Aim of the exercise |
State how many lines in the material hold the string "newest"; nothing besides that number is expected.

Data supplied |
+ + + + + + +
#[cfg(test)]
mod tests {
    use super::*;
    use cgm_types::FactoryCalibration;
    use time::Duration;
    use time::macros::datetime;

    const UID: [u8; 8] = [0x2F, 0xE7, 0xB1, 0x00, 0x00, 0xA4, 0x07, 0xE0];
    const PATCH: [u8; 6] = [0x9D, 0x08, 0x30, 0x01, 0x76, 0x25];

    fn sensor() -> Sensor {
        Sensor::new(
            &UID,
            &PATCH,
            FactoryCalibration::identity(),
            600,
            datetime!(2026-03-01 12:00 UTC),
        )
        .unwrap()
    }

    fn series(start: OffsetDateTime, values: &[i32]) -> Vec<CalibratedGlucose> {
        values
            .iter()
            .enumerate()
            .map(|(i, &v)| {
                CalibratedGlucose::sensor(
                    start + Duration::minutes(i as i64),
                    v,
                    f64::from(v),
                    Some(0.5),
                    Trend::Constant,
                )
            })
            .collect()
    }

    #[test]
    fn test_open_in_memory() {
        let store = Store::open_in_memory().unwrap();
        assert!(store.load_sensor().unwrap().is_none());
        assert_eq!(store.count_glucose(None).unwrap(), 0);
    }

    #[test]
    fn test_sensor_roundtrip_and_replace() {
        let store = Store::open_in_memory().unwrap();
        let sensor = sensor();

        store.save_sensor(&sensor, 3).unwrap();
        let stored = store.load_sensor().unwrap().unwrap();
        assert_eq!(stored.sensor, sensor);
        assert_eq!(stored.unlock_count, 3);

        store.save_sensor(&sensor, 4).unwrap();
        assert_eq!(store.load_sensor().unwrap().unwrap().unlock_count, 4);

        assert!(store.clear_sensor().unwrap());
        assert!(store.load_sensor().unwrap().is_none());
        assert!(!store.clear_sensor().unwrap());
    }

    #[test]
    fn test_insert_skips_duplicate_minutes() {
        let mut store = Store::open_in_memory().unwrap();
        let start = datetime!(2026-03-01 12:00 UTC);

        assert_eq!(store.insert_glucose(&series(start, &[100, 105])).unwrap(), 2);
        // Same minutes, fresh ids
        assert_eq!(store.insert_glucose(&series(start, &[101, 106])).unwrap(), 0);
        // A manual entry at the same minute is a different origin
        let bg = CalibratedGlucose::blood_glucose(start, 110);
        assert_eq!(store.insert_glucose(&[bg]).unwrap(), 1);

        assert_eq!(store.count_glucose(None).unwrap(), 3);
        assert_eq!(store.count_glucose(Some(GlucoseType::Bgm)).unwrap(), 1);
    }

    #[test]
    fn test_query_preserves_fields() {
        let mut store = Store::open_in_memory().unwrap();
        let start = datetime!(2026-03-01 12:00 UTC);
        let mut values = series(start, &[100]);
        values.push(CalibratedGlucose::faulted(
            start + Duration::minutes(1),
            SampleQuality::SignalLoss,
        ));
        store.insert_glucose(&values).unwrap();

        let loaded = store.query_glucose(&GlucoseQuery::new().oldest_first()).unwrap();
        assert_eq!(loaded, values);

        let valid = store.query_glucose(&GlucoseQuery::new().valid_only()).unwrap();
        assert_eq!(valid.len(), 1);
    }

    #[test]
    fn test_query_range_and_pagination() {
        let mut store = Store::open_in_memory().unwrap();
        let start = datetime!(2026-03-01 12:00 UTC);
        store
            .insert_glucose(&series(start, &[100, 101, 102, 103, 104]))
            .unwrap();

        let newest = store.query_glucose(&GlucoseQuery::new().limit(2)).unwrap();
        assert_eq!(
            newest.iter().map(|v| v.glucose_value).collect::<Vec<_>>(),
            vec![Some(104), Some(103)]
        );

        let page = store
            .query_glucose(&GlucoseQuery::new().oldest_first().limit(2).offset(2))
            .unwrap();
        assert_eq!(page[0].glucose_value, Some(102));

        let window = store
            .query_glucose(
                &GlucoseQuery::new()
                    .since(start + Duration::minutes(1))
                    .until(start + Duration::minutes(3)),
            )
            .unwrap();
        assert_eq!(window.len(), 3);
    }

    #[test]
    fn test_prune_before() {
        let mut store = Store::open_in_memory().unwrap();
        let start = datetime!(2026-03-01 12:00 UTC);
        store.insert_glucose(&series(start, &[100, 101, 102])).unwrap();

        assert_eq!(store.prune_before(start + Duration::minutes(2)).unwrap(), 2);
        assert_eq!(store.count_glucose(None).unwrap(), 1);
    }

    #[test]
    fn test_stats() {
        let mut store = Store::open_in_memory().unwrap();
        let start = datetime!(2026-03-01 12:00 UTC);
        let mut values = series(start, &[60, 100, 200, 120]);
        values.push(CalibratedGlucose::faulted(
            start + Duration::minutes(10),
            SampleQuality::Noisy,
        ));
        store.insert_glucose(&values).unwrap();
        store
            .insert_glucose(&[CalibratedGlucose::blood_glucose(start, 300)])
            .unwrap();

        let stats = store.stats(None).unwrap();
        assert_eq!(stats.count, 4);
        assert_eq!(stats.faulted, 1);
        assert_eq!(stats.min, Some(60));
        assert_eq!(stats.max, Some(200));
        assert_eq!(stats.mean, Some(120.0));
        assert_eq!(stats.time_in_range, Some(50.0));
        assert_eq!(stats.first, Some(start));

        let empty = Store::open_in_memory().unwrap().stats(None).unwrap();
        assert_eq!(empty.count, 0);
        assert!(empty.mean.is_none());
    }

    #[test]
    fn test_persisted_roundtrip() {
        let mut store = Store::open_in_memory().unwrap();
        let start = datetime!(2026-03-01 12:00 UTC);
        assert!(store.load_persisted(start).unwrap().is_none());

        let state = PersistedState {
            sensor: Some(sensor()),
            unlock_count: 7,
            glucose_values: series(start, &[100, 102]),
            blood_glucose_values: vec![CalibratedGlucose::blood_glucose(start, 98)],
        };
        assert_eq!(store.save_persisted(&state).unwrap(), 3);
        // Saving the same snapshot again adds nothing
        assert_eq!(store.save_persisted(&state).unwrap(), 0);

        let loaded = store.load_persisted(start).unwrap().unwrap();
        assert_eq!(loaded, state);

        let later = store
            .load_persisted(start + Duration::minutes(1))
            .unwrap()
            .unwrap();
        assert_eq!(later.glucose_values.len(), 1);
        assert!(later.blood_glucose_values.is_empty());
    }

    #[test]
    fn test_persisted_counter_never_moves_back() {
        let mut store = Store::open_in_memory().unwrap();
        let mut state = PersistedState {
            sensor: Some(sensor()),
            unlock_count: 5,
            ..Default::default()
        };
        store.save_persisted(&state).unwrap();

        state.unlock_count = 4;
        store.save_persisted(&state).unwrap();
        assert_eq!(store.load_sensor().unwrap().unwrap().unlock_count, 5);

        state.unlock_count = 6;
        store.save_persisted(&state).unwrap();
        assert_eq!(store.load_sensor().unwrap().unwrap().unlock_count, 6);
    }

    #[test]
    fn test_persisted_reset_clears_sensor_keeps_history() {
        let mut store = Store::open_in_memory().unwrap();
        let start = datetime!(2026-03-01 12:00 UTC);
        let mut state = PersistedState {
            sensor: Some(sensor()),
            unlock_count: 2,
            glucose_values: series(start, &[100]),
            blood_glucose_values: Vec::new(),
        };
        store.save_persisted(&state).unwrap();

        state.sensor = None;
        state.unlock_count = 0;
        store.save_persisted(&state).unwrap();

        let loaded = store.load_persisted(start).unwrap().unwrap();
        assert!(loaded.sensor.is_none());
        assert_eq!(loaded.unlock_count, 0);
        assert_eq!(loaded.glucose_values.len(), 1);
    }

    #[test]
    fn test_open_creates_parent_directory() {
        let dir = tempfile::tempdir().unwrap();
        let path = dir.path().join("nested").join("data.db");
        {
            let store = Store::open(&path).unwrap();
            store.save_sensor(&sensor(), 1).unwrap();
        }
        let reopened = Store::open(&path).unwrap();
        assert_eq!(reopened.load_sensor().unwrap().unwrap().unlock_count, 1);
    }

    #[test]
    fn test_name_helpers_roundtrip() {
        for trend in [
            Trend::RapidlyFalling,
            Trend::FastFalling,
            Trend::Falling,
            Trend::Constant,
            Trend::Rising,
            Trend::FastRising,
            Trend::RapidlyRising,
            Trend::Unknown,
        ] {
            assert_eq!(parse_trend(trend_name(trend)), trend);
        }
        assert!(parse_glucose_type("bogus").is_err());
    }
}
+ + + + + + +
Output below |
2